Отсидел арест Зиновьев, прошло несколько дней после того, и участковый письмоводитель, очень порядочный и с достоинством, давно служивший старик Хонин, обратился ко мне с вопросом: «Известно ли мне, какие слухи обо мне распускает г. Зиновьев?» Я попросил г. Хонина рассказать об этих слухах, и он просветил меня, что Зиновьев в желании обелить себя пред сослуживцами оповестил между ними, что сидел он на гауптвахте из-за меня, что я подвел его, как это и водилось зачастую: помощники приставов в чаянии назначения на должность пристава старались действовать не к общему благополучию в участке, а, напротив, выставляли на вид всякие вольные и невольные прегрешения своих принципалов, хотя почти всегда терпели фиаско в своих стремлениях и оставались вечными помощниками. Такой исход каверзных стремлений помощников очень естественный; действующий так помощник неминуемо обладал скверной душонкой; эта скверность не могла не проявиться и налагала скверную оценку.
Услышав столь ужасные для самолюбия и для достоинства моего новости, я спросил у Хонина, могу ли я указать Зиновьеву на него, как на вестника мрачной инсинуации, и к величайшему своему удовольствию, даже к удивлению, получил полное согласие Хонина подтвердить свой рассказ Зиновьеву и кому бы то ни было, так как он сильно возмущен таким поведением Зиновьева, платившим мне вопиющей неблагодарностью за мои труды и успешное мое помощничество ему в делах службы.
В тот же день, по заведенному Зиновьевым обычаю, меня позвали в его квартиру к завтраку, и, приняв зов, я решился идти, но не завтракать, а для объяснений. Зиновьев по обыкновению встретил меня разными игривыми любезностями и пригласил откушать; тоже повторила и жена его, но вместо того, чтобы откушать, я попросил выслушать меня и рассказал все слышанное мною от Хонина, умолчав об источнике моих сведений.
Зиновьев торжественно и с негодованием отверг все слухи, мною ему переданные, назвал их полицейскими сплетнями, но когда я сказал, что для подтверждения моих слов могу указать на свидетеля и назвал Хонина, Зиновьев внезапно смутился; выразила немалое удивление и жена его. Нисколько не мешкая, я отворил дверь в участковую канцелярию и, пригласив Хонина, попросил его передать свой рассказ Зиновьеву. Хонин с большим мужеством назвал тех полицейских чиновников, которые передавали слышанные от Зиновьева инсинуации обо мне.
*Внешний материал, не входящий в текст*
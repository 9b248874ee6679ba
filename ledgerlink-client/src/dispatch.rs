//! Inbound message classification
//!
//! Pure routing: given a decoded message and what (if anything) in the
//! registry it matched, decide which notifications to emit and which state
//! updates to apply. The engine executes the resulting [`Route`]s in order.

use crate::events::ClientEvent;
use crate::request::SubscriptionKind;
use ledgerlink_core::types::LEDGER_SUBSCRIPTION_ID;
use ledgerlink_core::{LedgerClosed, Push};
use serde_json::Value;

/// One step the engine takes for an inbound message
#[derive(Debug, Clone)]
pub enum Route {
    /// Publish a notification
    Emit(ClientEvent),
    /// Fold a ledger close into server state and poll `server_info`
    RecordLedger(LedgerClosed),
    /// Cluster metadata, captured once
    ClusterInfo(Value),
    /// Nothing wanted this message
    Unhandled(Value),
}

fn is_ledger_subscription_ack(message: &Value) -> bool {
    message.get("id").and_then(Value::as_str) == Some(LEDGER_SUBSCRIPTION_ID)
}

/// Route a push (or a subscription reply seen as a push)
///
/// `matched` is the kind of tracked subscription the message's envelope
/// matched; `internal` marks messages carrying one of the client's own ids.
pub fn classify(push: Push, matched: Option<SubscriptionKind>, internal: bool) -> Vec<Route> {
    let mut routes = Vec::with_capacity(3);

    let message = push.message();
    if is_ledger_subscription_ack(message) {
        return routes;
    }
    routes.push(Route::Emit(ClientEvent::Message(message.clone())));

    match push {
        Push::LedgerClosed { ledger, message } => {
            routes.push(Route::RecordLedger(ledger));
            routes.push(Route::Emit(ClientEvent::Ledger(message)));
        }
        Push::PathFind(message) => routes.push(Route::Emit(ClientEvent::Path(message))),
        Push::Transaction(message) => routes.push(Route::Emit(ClientEvent::Transaction(message))),
        Push::Validation(message) => routes.push(Route::Emit(ClientEvent::Validation(message))),
        other => match matched {
            Some(SubscriptionKind::PathFind) => {
                routes.push(Route::Emit(ClientEvent::Path(other.message().clone())));
            }
            Some(SubscriptionKind::LedgerStream) => {
                let message = other.message();
                let payload = message.get("result").cloned().unwrap_or_else(|| message.clone());
                routes.push(Route::Emit(ClientEvent::Ledger(payload)));
            }
            Some(SubscriptionKind::Other) => {}
            None => match other {
                Push::ClusterInfo(message) => routes.push(Route::ClusterInfo(message)),
                other if !internal => routes.push(Route::Unhandled(other.message().clone())),
                _ => {}
            },
        },
    }

    routes
}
Играть комедию после столь выразительного доказательства не приходилось, и, как только Хонин, рассказав все, удалился к своим занятиям, Зиновьев, бросив притворство, прямо сознался, что он действительно под впечатлением ареста высказывал обвинения против меня и просил забыть этот неприятный эпизод, и когда я взволнованный и обиженный хотел идти, супруга силой удержала меня и заставила откушать, доказав тем, что я зла не помню и все предал забвению.
Нечего было делать, приходилось мириться с действительностью, правда, горькою, служить с таким неразборчивым на средства человеком, но иного исхода не было, и я продолжал служить, наблюдая крайнюю осторожность по отношению к своему принципалу.
Горькое то было время для меня: недавняя потеря жены угнетала меня нескончаемыми воспоминаниями; душа требовала приятного окружающего, а взамен этого я вращался в обстановке Мироновича, сглаженной несколько армейским шиком и лицемерием, но Господь вскоре сжалился надо мною.
В один декабрьский вечер 1872 года я возвратился в свою комнату после вечерних занятий в участке и уже собирался лечь спать, как прислуга доложила, что какой-то господин из канцелярии градоначальника хочет видеть меня. С тревогой я приказал пригласить этого господина, и вошел субъект, назвавший себя служащим в упомянутой канцелярии, и протянул мне приказ по градоначальству на следующий день, обыкновенно печатаемый с вечера, поздравил меня с назначением на должность пристава во 2-й участок Литейной части, вместо отчислявшегося тем же приказом Мироновича.
Судьба…
И есть люди, философы, утверждающие, что человек существо свободное, что никакой судьбы над ним быть не может и т. д. Но как же назвать иначе все случившееся со мною в течение последних двух лет? Был у Мироновича прикомандированным, и пришлось принимать от него должность! Перешел в полицию только для того, чтобы жениться, и это желание исполнилось, но когда предоставлена мне лучшая доля, так как жизнь женатого человека на 120 рублей в Петербурге не большая же сладость, — той, которая по праву и по чувству должна бы разделить со мною эту долю, что доставляло бы мне величайшее удовольствие, той, бывшей для меня еще так недавно мечтой, теперь уже не было на свете!